Nothing but the lines from the start of the entries through the line containing "is open; commit" should appear in the answer, each given exactly.
━━━━━ Data extracts
//! In-process bot store.
//!
//! Backs the service and repository tests. Writes apply immediately under a
//! lock and are recorded in an undo log while a transaction is open; commit
//! discards the log, ending or dropping the session replays it in reverse. Unique keys
//! mirror the SQLite schema: `id` and `(owner, name)`.
//!
//! Like the SQLite writer, only one read-write transaction may be open at a
//! time; a second `begin` fails as busy. That keeps undo replay from
//! clobbering another session's writes. Readers still see uncommitted writes.
//!
//! [`StoreFaults`] lets tests make session start, begin, or commit fail.

use std::collections::HashMap;
use std::sync::atomic::{AtomicBool, AtomicUsize, Ordering};
use std::sync::{Arc, Mutex, MutexGuard};

use botmanager_types::bot::{Bot, BotId};
use botmanager_types::error::RepositoryError;

use super::{BotFilter, BotStore, SessionMode, StoreSession};

/// Injected failures for the in-memory store.
#[derive(Debug, Clone, Copy, Default, PartialEq, Eq)]
pub struct StoreFaults {
    pub fail_session: bool,
    pub fail_begin: bool,
    pub fail_commit: bool,
}

type Documents = HashMap<BotId, Bot>;

#[derive(Debug, Clone, Default)]
pub struct InMemoryBotStore {
    documents: Arc<Mutex<Documents>>,
    faults: Arc<Mutex<StoreFaults>>,
    open_sessions: Arc<AtomicUsize>,
    writer: Arc<AtomicBool>,
}

impl InMemoryBotStore {
    pub fn new() -> Self {
        Self::default()
    }

    /// Replace the fault plan applied to sessions started from now on.
    pub fn set_faults(&self, faults: StoreFaults) {
        if let Ok(mut current) = self.faults.lock() {
            *current = faults;
        }
    }

    /// Number of stored documents, across all owners.
    pub fn len(&self) -> usize {
        self.documents.lock().map(|docs| docs.len()).unwrap_or(0)
    }

    pub fn is_empty(&self) -> bool {
        self.len() == 0
    }

    /// Sessions started and not yet released.
    pub fn open_sessions(&self) -> usize {
        self.open_sessions.load(Ordering::SeqCst)
    }
}

impl BotStore for InMemoryBotStore {
    type Session = InMemorySession;

    async fn start_session(&self, mode: SessionMode) -> Result<InMemorySession, RepositoryError> {
        let faults = self.faults.lock().map(|f| *f).unwrap_or_default();
        if faults.fail_session {
            return Err(RepositoryError::Connection(
                "in-memory store refused a session".to_string(),
            ));
        }

        self.open_sessions.fetch_add(1, Ordering::SeqCst);
        Ok(InMemorySession {
            documents: Arc::clone(&self.documents),
            open_sessions: Arc::clone(&self.open_sessions),
            writer: Arc::clone(&self.writer),
            holds_writer: false,
            faults,
            mode,
            in_transaction: false,
            undo: Vec::new(),
            released: false,
        })
    }
}

enum Undo {
    Remove(BotId),
    Restore(Bot),
}

pub struct InMemorySession {
    documents: Arc<Mutex<Documents>>,
    open_sessions: Arc<AtomicUsize>,
    writer: Arc<AtomicBool>,
    holds_writer: bool,
    faults: StoreFaults,
    mode: SessionMode,
    in_transaction: bool,
    undo: Vec<Undo>,
    released: bool,
}

impl InMemorySession {
    fn lock(&self) -> Result<MutexGuard<'_, Documents>, RepositoryError> {
        self.documents
            .lock()
            .map_err(|_| RepositoryError::Connection("in-memory store poisoned".to_string()))
    }

    fn ensure_writable(&self) -> Result<(), RepositoryError> {
        match self.mode {
            SessionMode::ReadWrite => Ok(()),
            SessionMode::ReadOnly => Err(RepositoryError::Query(
                "write attempted in a read-only session".to_string(),
            )),
        }
    }

    fn release_writer(&mut self) {
        if self.holds_writer {
            self.writer.store(false, Ordering::SeqCst);
            self.holds_writer = false;
        }
    }

    fn record(&mut self, undo: Undo) {
        if self.in_transaction {
            self.undo.push(undo);
        }
    }

    fn name_taken(docs: &Documents, bot: &Bot) -> bool {
        docs.values()
            .any(|other| other.id != bot.id && other.owner == bot.owner && other.name == bot.name)
    }

    fn find_one_now(&self, filter: &BotFilter) -> Result<Option<Bot>, RepositoryError> {
        let docs = self.lock()?;
        Ok(docs.values().find(|bot| filter.matches(bot)).cloned())
    }

    fn find_many_now(&self, filter: &BotFilter) -> Result<Vec<Bot>, RepositoryError> {
        let docs = self.lock()?;
        let mut found: Vec<Bot> = docs.values().filter(|bot| filter.matches(bot)).cloned().collect();
        found.sort_by(|a, b| (a.created_at, a.id.0).cmp(&(b.created_at, b.id.0)));
        Ok(found)
    }

    fn insert_now(&mut self, bot: &Bot) -> Result<(), RepositoryError> {
        self.ensure_writable()?;
        {
            let mut docs = self.lock()?;
            if docs.contains_key(&bot.id) {
                return Err(RepositoryError::Conflict(format!("bot id {} already exists", bot.id)));
            }
            if Self::name_taken(&docs, bot) {
                return Err(RepositoryError::Conflict(format!(
                    "bot '{}' already exists",
                    bot.name
                )));
            }
            docs.insert(bot.id, bot.clone());
        }
        self.record(Undo::Remove(bot.id));
        Ok(())
    }

    fn update_now(
        &mut self,
        filter: &BotFilter,
        replacement: &Bot,
    ) -> Result<Option<Bot>, RepositoryError> {
        self.ensure_writable()?;
        let previous = {
            let mut docs = self.lock()?;
            let Some(current) = docs.values().find(|bot| filter.matches(bot)).cloned() else {
                return Ok(None);
            };

            let updated = Bot {
                id: current.id,
                created_at: current.created_at,
                ..replacement.clone()
            };
            if Self::name_taken(&docs, &updated) {
                return Err(RepositoryError::Conflict(format!(
                    "bot '{}' already exists",
                    updated.name
                )));
            }
            docs.insert(updated.id, updated.clone());
            (current, updated)
        };

        let (current, updated) = previous;
        self.record(Undo::Restore(current));
        Ok(Some(updated))
    }

    fn delete_now(&mut self, filter: &BotFilter) -> Result<Option<Bot>, RepositoryError> {
        self.ensure_writable()?;
        let removed = {
            let mut docs = self.lock()?;
            let id = docs.values().find(|bot| filter.matches(bot)).map(|bot| bot.id);
            id.and_then(|id| docs.remove(&id))
        };

        if let Some(bot) = &removed {
            self.record(Undo::Restore(bot.clone()));
        }
        Ok(removed)
    }

    fn rollback(&mut self) {
        let undo = std::mem::take(&mut self.undo);
        self.in_transaction = false;
        if !undo.is_empty() {
            if let Ok(mut docs) = self.documents.lock() {
                for step in undo.into_iter().rev() {
                    match step {
                        Undo::Remove(id) => {
                            docs.remove(&id);
                        }
                        Undo::Restore(bot) => {
                            docs.insert(bot.id, bot);
                        }
                    }
                }
            }
        }
        self.release_writer();
    }

    fn release(&mut self) {
        if self.released {
            return;
        }
        self.rollback();
        self.released = true;
        self.open_sessions.fetch_sub(1, Ordering::SeqCst);
    }
}

impl Drop for InMemorySession {
    fn drop(&mut self) {
        self.release();
    }
}

impl StoreSession for InMemorySession {
    async fn begin_transaction(&mut self) -> Result<(), RepositoryError> {
        if self.faults.fail_begin {
            return Err(RepositoryError::Connection(
                "in-memory store refused to begin a transaction".to_string(),
            ));
        }
        if self.in_transaction {
            return Err(RepositoryError::Query(
                "transaction already in progress".to_string(),
            ));
        }
        if self.mode == SessionMode::ReadWrite {
            if self
                .writer
                .compare_exchange(false, true, Ordering::SeqCst, Ordering::SeqCst)
                .is_err()
            {
                return Err(RepositoryError::Connection(
                    "in-memory store writer is busy".to_string(),
                ));
            }
            self.holds_writer = true;
        }
        self.in_transaction = true;
        Ok(())
    }

    async fn commit_transaction(&mut self) -> Result<(), RepositoryError> {
        if self.faults.fail_commit {
            return Err(RepositoryError::Connection(
                "in-memory store failed to commit".to_string(),
            ));
        }
        if !self.in_transaction {
            return Err(RepositoryError::Query("no transaction in progress".to_string()));
        }
        self.undo.clear();
        self.in_transaction = false;
        self.release_writer();
        Ok(())
    }

    async fn end_session(mut self) {
        self.release();
    }

    async fn find_one(&mut self, filter: &BotFilter) -> Result<Option<Bot>, RepositoryError> {
        self.find_one_now(filter)
    }

    async fn find_many(&mut self, filter: &BotFilter) -> Result<Vec<Bot>, RepositoryError> {
        self.find_many_now(filter)
    }

    async fn insert_one(&mut self, bot: &Bot) -> Result<(), RepositoryError> {
        self.insert_now(bot)
    }

    async fn find_one_and_update(
        &mut self,
        filter: &BotFilter,
        replacement: &Bot,
    ) -> Result<Option<Bot>, RepositoryError> {
        self.update_now(filter, replacement)
    }

    async fn find_one_and_delete(
        &mut self,
        filter: &BotFilter,
    ) -> Result<Option<Bot>, RepositoryError> {
        self.delete_now(filter)
    }
}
━━━━━━━━━━
▶ **Answer box**
//! In-process bot store.
//!
//! Backs the service and repository tests. Writes apply immediately under a
//! lock and are recorded in an undo log while a transaction is open; commit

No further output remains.